Evaluation Procedure and Operational Definitions
The participating outpatients were rated according to the Hamilton Rating Scale for Depression, 17-item version scale (HAM-D-17) (38), Young Mania Rating Scale (YMRS) (39), and Temperament Evaluation of Memphis, Pisa, Paris, and San Diego, 110-item version (TEMPS-110) (40). The following clinical variables were recorded: age, sex, duration of the untreated illness (DUI), family history for header MDD or BD, lifetime suicidal behavior, significant psychiatric and medical comorbidities, and essential current and lifetime psychiatric treatment. The DUI was defined as the “time interval between the first lifetime onset of symptoms of depression, not necessarily reaching the diagnostic threshed set by the DSM-5: at least five symptoms of depression, and the first adequate treatment” (41). TRD was defined as “failure of two or more consecutive trials with antidepressants” (2). TRBD was defined as a lack of response to treatment to at least two previously established treatments for bipolar depression (e.g., olanzapine/fluoxetine combination, brexpiprazole, cariprazine, quetiapine, aripiprazole). TRBD could, however, have been exposed to at least one mood stabilizer drug plus an antidepressant in case of the previous failure to “adequate” trials for acute bipolar depression, especially whenever such therapy had been started elsewhere before seeking our consultation or in the presence of significant comorbidities (e.g., anxiety or obsessive–compulsive disorders).
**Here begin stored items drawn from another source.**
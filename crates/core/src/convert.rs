use once_cell::sync::Lazy;
use regex::Regex;

pub const TAG_SEPARATOR: char = '#';

static INTEGER_RE: Lazy<Regex> = Lazy::new(|| Regex::new(r"^\s*[+-]?[0-9]+\s*$").unwrap());

/// Result of reading a boolean cell. Anything that is neither `oui`, `non`
/// nor empty comes back untouched so the caller can report it.
#[derive(Debug, Clone, PartialEq, Eq)]
pub enum BoolCell {
    Value(bool),
    Unset,
    Other(String),
}

impl BoolCell {
    pub fn as_bool(&self) -> Option<bool> {
        match self {
            BoolCell::Value(value) => Some(*value),
            _ => None,
        }
    }

    pub fn is_valid(&self) -> bool {
        !matches!(self, BoolCell::Other(_))
    }
}

pub fn to_boolean(raw: &str) -> BoolCell {
    match raw.to_lowercase().as_str() {
        "oui" => BoolCell::Value(true),
        "non" => BoolCell::Value(false),
        "" => BoolCell::Unset,
        _ => BoolCell::Other(raw.to_string()),
    }
}

/// Numeric coercion on the leading digits of the cell: `"12abc"` is 12,
/// `"abc"` is 0. Out-of-range values saturate.
pub fn to_integer(raw: &str) -> i64 {
    let trimmed = raw.trim_start();
    let mut chars = trimmed.chars().peekable();
    let negative = match chars.peek() {
        Some('-') => {
            chars.next();
            true
        }
        Some('+') => {
            chars.next();
            false
        }
        _ => false,
    };
    let mut value: i64 = 0;
    for ch in chars {
        let Some(digit) = ch.to_digit(10) else {
            break;
        };
        value = value.saturating_mul(10).saturating_add(digit as i64);
    }
    if negative {
        -value
    } else {
        value
    }
}

pub fn is_integer(raw: &str) -> bool {
    INTEGER_RE.is_match(raw)
}

/// Splits a tag cell on `#`, dropping blanks and repeated tokens while
/// keeping first-seen order.
pub fn split_tags(raw: &str) -> Vec<&str> {
    let mut tokens: Vec<&str> = Vec::new();
    for token in raw.split(TAG_SEPARATOR) {
        let token = token.trim();
        if token.is_empty() || tokens.contains(&token) {
            continue;
        }
        tokens.push(token);
    }
    tokens
}

#[cfg(test)]
mod tests {
    use super::*;

    #[test]
    fn boolean_cells_are_case_insensitive() {
        assert_eq!(to_boolean("OUI"), BoolCell::Value(true));
        assert_eq!(to_boolean("Oui"), BoolCell::Value(true));
        assert_eq!(to_boolean("non"), BoolCell::Value(false));
        assert_eq!(to_boolean("NON"), BoolCell::Value(false));
        assert_eq!(to_boolean(""), BoolCell::Unset);
    }

    #[test]
    fn unknown_boolean_is_returned_unchanged() {
        assert_eq!(to_boolean("x"), BoolCell::Other("x".to_string()));
        assert_eq!(to_boolean("True"), BoolCell::Other("True".to_string()));
        assert!(!to_boolean("yes").is_valid());
        assert!(to_boolean("").is_valid());
    }

    #[test]
    fn integer_coercion_reads_leading_digits() {
        assert_eq!(to_integer("42"), 42);
        assert_eq!(to_integer(" -7"), -7);
        assert_eq!(to_integer("+3"), 3);
        assert_eq!(to_integer("12abc"), 12);
        assert_eq!(to_integer("abc"), 0);
        assert_eq!(to_integer(""), 0);
        assert_eq!(to_integer("99999999999999999999999"), i64::MAX);
    }

    #[test]
    fn integer_check_rejects_partial_numbers() {
        assert!(is_integer("2017"));
        assert!(is_integer(" -1 "));
        assert!(!is_integer("12abc"));
        assert!(!is_integer("1.5"));
        assert!(!is_integer(""));
    }

    #[test]
    fn tag_tokens_are_set_like() {
        assert_eq!(split_tags("A#B#A"), vec!["A", "B"]);
        assert_eq!(split_tags(" Cloud # #Security#"), vec!["Cloud", "Security"]);
        assert!(split_tags("").is_empty());
    }
}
Finally, the mixed features of the current MDE reflected the DSM-5 specifier. Besides, the “overlapping” symptoms otherwise excluded by the DSM-5 for a DSM-5-defined MDE with mixed features, i.e., “irritability,” “distractibility,” “impulsivity,” “mood lability,” and “psychomotor agitation,” were nonetheless recorded given their clinical relevance (42).
Statistical Analysis
The statistical analysis was performed using IBM™ SPSS™ Statistics™ v.25.0.0 for Windows™ (43), adopting alpha.05, two-tailed. Non-parametric distributions were transformed as necessary. The interrater reliability for the analysis using Cohen's k statistics was ascertained for consistency issues. Descriptive statistics followed by principal component analysis (PCA) and by two-step cluster analysis were carried-out for MDD and BD patients, separately. Patients recorded as TRD or TRBD were considered as “cases”; those without a history of treatment resistance were deemed as “controls.” Oblique rotation solution (Promax) was performed by calculating the coefficient for each pair of variables, and multi-collinearity was excluded; coefficient ≤.3 were suppressed. We assumed the conservative loadings >.3 to be significant. The Kaiser–Meyer–Olkin measure of sampling adequacy resulted in.65, indicating an acceptable sample size, with Bartlett's test of sphericity scoring lower than.05. To determinate the component number, we considered only eigenvalues > 1. For readers' convenience, an eigenvalue of 1 would explain as much variance as the one explained by a single variable.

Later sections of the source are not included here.